╭─ Supplied entries

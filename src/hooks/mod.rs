//! Git hooks management module
//!
//! Installs one executable script per configured hook into the repository's
//! hooks directory and removes the scripts of hooks that are no longer
//! configured.
//!
//! A hook configured with a plain command runs that command:
//!
//! ```yaml
//! commit-msg: "gitlint --msg-filename $1"
//! ```
//!
//! A `pre-commit` hook with a staged-lint map calls back into this binary:
//!
//! ```yaml
//! pre-commit:
//!   staged-lint:
//!     "**/*.rs": "rustfmt --check"
//! ```
//!
//! installs a script ending in `git-hooks run-staged-lint pre-commit`.
//!
//! Every script starts with a preamble: `SKIP_GIT_HOOKS=1` skips the hook,
//! and `GIT_HOOKS_RC` names a shell file to source first.

pub mod installer;
mod names;
pub mod script;

pub use installer::{HookInstaller, InstallReport};
pub use names::GitHook;
//! Hook script template.

use std::borrow::Cow;
use std::path::Path;

use super::GitHook;
use crate::config::HookAction;

/// Binary name hook scripts call back into.
pub const HOOK_RUNNER: &str = "git-hooks";

/// Set to `1` to make every installed hook exit successfully without running.
pub const SKIP_ENV: &str = "SKIP_GIT_HOOKS";

/// Names a shell file sourced before the hook command runs.
pub const RC_ENV: &str = "GIT_HOOKS_RC";

/// Shared head of every installed hook.
pub const PREAMBLE: &str = r#"#!/bin/sh

if [ "$SKIP_GIT_HOOKS" = "1" ]; then
    echo "[INFO] SKIP_GIT_HOOKS is set to 1, skipping hook."
    exit 0
fi

if [ -f "$GIT_HOOKS_RC" ]; then
    . "$GIT_HOOKS_RC"
fi

"#;

/// The command a hook script runs for a configured action.
///
/// Staged-lint hooks call back into the binary, passing along the config
/// file hooks were installed from, if one was given explicitly.
pub fn hook_command(hook: GitHook, action: &HookAction, config_path: Option<&Path>) -> String {
    match action {
        HookAction::Command(command) => command.clone(),
        HookAction::StagedLint(_) => match config_path {
            Some(path) => {
                let path = path.to_string_lossy();
                let quoted = shlex::try_quote(&path).unwrap_or(Cow::Borrowed(&*path));
                format!("{HOOK_RUNNER} --config {quoted} run-staged-lint {hook}")
            }
            None => format!("{HOOK_RUNNER} run-staged-lint {hook}"),
        },
    }
}

/// Full script contents for a hook command.
pub fn render_hook_script(command: &str) -> String {
    let mut script = String::with_capacity(PREAMBLE.len() + command.len() + 1);
    script.push_str(PREAMBLE);
    script.push_str(command);
    if !command.ends_with('\n') {
        script.push('\n');
    }
    script
}
//! Staged-lint: run linters on the files staged for commit
//!
//! A run resolves the pattern map for a hook, lists staged files, runs every
//! matching pattern's commands in order and, when commands rewrote files,
//! restages them and runs the whole map once more with fix flags stripped:
//!
//! ```text
//! resolve config ─► list staged ─► lint pass ─► changed? ─► restage ─► validation pass
//!       │                │             │            │
//!    no map          nothing       failure       unchanged
//!       ▼                ▼             ▼            ▼
//!     error           success       failure      success
//! ```
//!
//! Everything collapses to a boolean in [`run_staged_lint`]; the caller turns
//! `false` into a non-zero exit status.

pub mod command;
pub mod dispatcher;
mod error;
pub mod restage;

use std::path::{Path, PathBuf};
use std::time::Duration;

use crate::cli::Output;
use crate::config::{ConfigError, HookAction, HooksConfig, PatternMap};
use crate::git::staged::list_staged_files;
use crate::hooks::GitHook;

pub use dispatcher::{CommandFailure, DispatchReport, FailureCause, PassKind, PatternDispatcher};
pub use error::LintError;
pub use restage::RestageCoordinator;

/// Per-run settings, threaded explicitly into every component.
#[derive(Debug, Clone)]
pub struct LintOptions {
    pub project_root: PathBuf,
    pub verbose: bool,
    pub quiet: bool,
    pub auto_restage: bool,
    pub timeout: Option<Duration>,
}

impl LintOptions {
    pub fn new(project_root: impl Into<PathBuf>) -> Self {
        Self {
            project_root: project_root.into(),
            verbose: false,
            quiet: false,
            auto_restage: true,
            timeout: None,
        }
    }
}

#[derive(Debug, Clone, PartialEq, Eq)]
pub enum LintOutcome {
    NothingStaged,
    Passed,
    CommandFailed(CommandFailure),
    /// The lint pass passed and its fixes were restaged, but the
    /// check-only pass still failed.
    ValidationFailed(CommandFailure),
}

#[derive(Debug, Clone, PartialEq, Eq)]
pub struct LintRunResult {
    pub outcome: LintOutcome,
    /// Commands executed across both passes.
    pub commands_run: usize,
    /// Files the lint pass rewrote.
    pub modified: Vec<String>,
    pub restaged: bool,
}

impl LintRunResult {
    fn finished(outcome: LintOutcome, commands_run: usize) -> Self {
        Self {
            outcome,
            commands_run,
            modified: Vec::new(),
            restaged: false,
        }
    }

    pub fn success(&self) -> bool {
        matches!(self.outcome, LintOutcome::NothingStaged | LintOutcome::Passed)
    }
}

pub struct StagedLintRunner {
    options: LintOptions,
    output: Output,
}

impl StagedLintRunner {
    pub fn new(options: LintOptions) -> Self {
        let output = Output::new(options.verbose, options.quiet);
        Self { options, output }
    }

    /// Lint the staged files through one pattern map.
    pub async fn process(&self, patterns: &PatternMap) -> Result<LintRunResult, LintError> {
        let root = &self.options.project_root;

        let staged = list_staged_files(root).await;
        if staged.is_empty() {
            self.output.verbose("No staged files, nothing to lint");
            return Ok(LintRunResult::finished(LintOutcome::NothingStaged, 0));
        }
        self.output
            .verbose(&format!("Found {} staged file(s)", staged.len()));

        let dispatcher = PatternDispatcher::new(root.clone(), self.output)
            .with_timeout(self.options.timeout);
        let coordinator = RestageCoordinator::new(root.clone(), self.output);

        let snapshot = coordinator.snapshot(&staged).await;
        let lint = dispatcher.run(patterns, &staged, PassKind::Lint).await;
        let modified = coordinator.modified_files(&snapshot).await;
        let mut commands_run = lint.commands_run;

        if !self.options.auto_restage {
            if !modified.is_empty() {
                coordinator.warn_not_restaged(&modified);
            }
            let outcome = match lint.failure {
                Some(failure) => LintOutcome::CommandFailed(failure),
                None => LintOutcome::Passed,
            };
            return Ok(LintRunResult {
                outcome,
                commands_run,
                modified,
                restaged: false,
            });
        }

        if let Some(failure) = lint.failure {
            return Ok(LintRunResult {
                outcome: LintOutcome::CommandFailed(failure),
                commands_run,
                modified,
                restaged: false,
            });
        }

        if modified.is_empty() {
            return Ok(LintRunResult::finished(LintOutcome::Passed, commands_run));
        }

        coordinator.restage(&modified).await?;

        self.output.verbose("Re-running lint commands to validate fixes");
        let restaged_files = list_staged_files(root).await;
        let validation = dispatcher
            .run(patterns, &restaged_files, PassKind::Validate)
            .await;
        commands_run += validation.commands_run;

        let outcome = match validation.failure {
            Some(failure) => LintOutcome::ValidationFailed(failure),
            None => LintOutcome::Passed,
        };
        Ok(LintRunResult {
            outcome,
            commands_run,
            modified,
            restaged: true,
        })
    }
}

/// Pick the pattern map and auto-restage setting for a hook.
///
/// The hook's own staged-lint map wins over the global one. Auto-restage
/// precedence: `override_restage`, then the hook, then the global setting,
/// then `true`.
pub fn resolve<'a>(
    hook_name: &str,
    config: &'a HooksConfig,
    override_restage: Option<bool>,
) -> Result<(&'a PatternMap, bool), ConfigError> {
    let entry = GitHook::from_name(hook_name).and_then(|hook| config.hook(hook));

    let hook_patterns = entry.and_then(|entry| match &entry.action {
        HookAction::StagedLint(patterns) => Some(patterns),
        HookAction::Command(_) => None,
    });

    let patterns = hook_patterns
        .or(config.staged_lint.as_ref())
        .ok_or_else(|| ConfigError::NoStagedLint(hook_name.to_string()))?;

    let auto_restage = override_restage
        .or_else(|| entry.and_then(|entry| entry.auto_restage))
        .or(config.auto_restage)
        .unwrap_or(true);

    Ok((patterns, auto_restage))
}

fn report(output: &Output, result: &LintRunResult) {
    match &result.outcome {
        LintOutcome::NothingStaged => {}
        LintOutcome::Passed => {
            if result.commands_run > 0 {
                output.success(&format!(
                    "Staged lint passed ({} command(s))",
                    result.commands_run
                ));
            }
        }
        LintOutcome::CommandFailed(failure) => {
            output.error(&format!("Staged lint failed: {failure}"));
            output.captured("stdout:", &failure.stdout);
            output.captured("stderr:", &failure.stderr);
        }
        LintOutcome::ValidationFailed(failure) => {
            output.error(&format!(
                "Fixes were applied and restaged, but validation still fails: {failure}"
            ));
            output.captured("stdout:", &failure.stdout);
            output.captured("stderr:", &failure.stderr);
        }
    }
}

/// Run staged-lint for a hook with explicit output settings.
pub async fn run_with_output(
    hook_name: &str,
    config: &HooksConfig,
    project_root: &Path,
    output: Output,
    auto_restage: Option<bool>,
) -> bool {
    output.verbose(&format!("Running staged lint for hook: {hook_name}"));

    let (patterns, auto_restage) = match resolve(hook_name, config, auto_restage) {
        Ok(resolved) => resolved,
        Err(e) => {
            output.error(&e.to_string());
            return false;
        }
    };

    let runner = StagedLintRunner::new(LintOptions {
        project_root: project_root.to_path_buf(),
        verbose: output.is_verbose(),
        quiet: output.is_quiet(),
        auto_restage,
        timeout: config.timeout.map(Duration::from_secs),
    });

    match runner.process(patterns).await {
        Ok(result) => {
            report(&output, &result);
            result.success()
        }
        Err(e) => {
            output.error(&e.to_string());
            false
        }
    }
}

/// Run staged-lint for a hook. Never fails; returns whether the commit may proceed.
pub async fn run_staged_lint(
    hook_name: &str,
    config: &HooksConfig,
    project_root: &Path,
    verbose: bool,
    auto_restage: Option<bool>,
) -> bool {
    let output = Output::new(verbose || config.verbose, false);
    run_with_output(hook_name, config, project_root, output, auto_restage).await
}
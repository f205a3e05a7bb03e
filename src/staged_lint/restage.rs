//! Detecting and restaging files that lint commands rewrote.

use std::path::PathBuf;

use super::LintError;
use crate::cli::Output;
use crate::git::staged::{self, ContentSnapshot};

pub struct RestageCoordinator {
    project_root: PathBuf,
    output: Output,
}

impl RestageCoordinator {
    pub fn new(project_root: impl Into<PathBuf>, output: Output) -> Self {
        Self {
            project_root: project_root.into(),
            output,
        }
    }

    /// Capture staged content before any command runs.
    pub async fn snapshot(&self, files: &[String]) -> ContentSnapshot {
        staged::snapshot_content(&self.project_root, files).await
    }

    /// Files whose working-tree bytes now differ from the snapshot.
    ///
    /// Only the working tree is compared; a command that edits the index
    /// directly is not noticed.
    pub async fn modified_files(&self, snapshot: &ContentSnapshot) -> Vec<String> {
        let mut modified = Vec::new();

        for (file, before) in snapshot.iter() {
            match tokio::fs::read(self.project_root.join(file)).await {
                Ok(after) if after != before => modified.push(file.to_string()),
                Ok(_) => {}
                Err(e) => tracing::debug!("cannot re-read {file}: {e}"),
            }
        }

        modified
    }

    /// Add every modified file back to the index in one batch.
    pub async fn restage(&self, files: &[String]) -> Result<(), LintError> {
        staged::stage_files(&self.project_root, files)
            .await
            .map_err(|e| LintError::Restage {
                files: files.to_vec(),
                message: format!("{e:#}"),
            })?;

        self.output
            .verbose(&format!("Auto-restaged {} modified file(s):", files.len()));
        if self.output.is_verbose() {
            for file in files {
                self.output.list_item(file);
            }
        }
        Ok(())
    }

    pub fn warn_not_restaged(&self, files: &[String]) {
        self.output.warning(&format!(
            "{} file(s) were modified by lint commands but auto-restage is disabled:",
            files.len()
        ));
        for file in files {
            self.output.list_item(file);
        }
        self.output
            .warning("Stage these files manually and commit again.");
    }
}

#[cfg(test)]
mod tests {
    use super::*;
    use tempfile::TempDir;

    #[tokio::test]
    async fn test_only_changed_bytes_count_as_modified() {
        let dir = TempDir::new().unwrap();
        for (name, content) in [("same.txt", "keep"), ("edited.txt", "before"), ("gone.txt", "x")] {
            std::fs::write(dir.path().join(name), content).unwrap();
        }

        let coordinator = RestageCoordinator::new(dir.path(), Output::default());
        let files: Vec<String> = ["same.txt", "edited.txt", "gone.txt"]
            .iter()
            .map(|f| f.to_string())
            .collect();
        let snapshot = coordinator.snapshot(&files).await;
        assert_eq!(snapshot.iter().count(), 3);

        std::fs::write(dir.path().join("edited.txt"), "after").unwrap();
        std::fs::write(dir.path().join("same.txt"), "keep").unwrap();
        std::fs::remove_file(dir.path().join("gone.txt")).unwrap();

        assert_eq!(coordinator.modified_files(&snapshot).await, vec!["edited.txt"]);
    }
}
use anyhow::{Context, Result};
use clap::Args;
use std::path::Path;

use crate::cli::Output;
use crate::{config, git, staged_lint};

#[derive(Args, Clone)]
pub struct RunStagedLintArgs {
    /// Hook name (kebab-case or camelCase)
    pub hook: String,

    /// Restage files that lint commands modify
    #[arg(long, overrides_with = "no_auto_restage")]
    pub auto_restage: bool,

    /// Leave modified files unstaged
    #[arg(long, overrides_with = "auto_restage")]
    pub no_auto_restage: bool,
}

impl RunStagedLintArgs {
    /// Call-time restage override; `None` when neither flag was given.
    pub fn restage_override(&self) -> Option<bool> {
        if self.auto_restage {
            Some(true)
        } else if self.no_auto_restage {
            Some(false)
        } else {
            None
        }
    }
}

pub async fn execute(args: RunStagedLintArgs, config_path: Option<&Path>, output: Output) -> Result<()> {
    let cwd = std::env::current_dir().context("Failed to read current directory")?;
    let project_root = git::project_root(&cwd);

    let config = match config::load(&project_root, config_path) {
        Ok(config) => config,
        Err(e) => {
            output.error(&e.to_string());
            std::process::exit(1);
        }
    };
    let output = Output::new(output.is_verbose() || config.verbose, output.is_quiet());

    let passed = staged_lint::run_with_output(
        &args.hook,
        &config,
        &project_root,
        output,
        args.restage_override(),
    )
    .await;

    if !passed {
        std::process::exit(1);
    }
    Ok(())
}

╰─

**Directions:**
Which lines of the records contain the word "scripts"? Copy each of them.

**Output for this task:**
//! hooks directory and removes the scripts of hooks that are no longer
/// Binary name hook scripts call back into.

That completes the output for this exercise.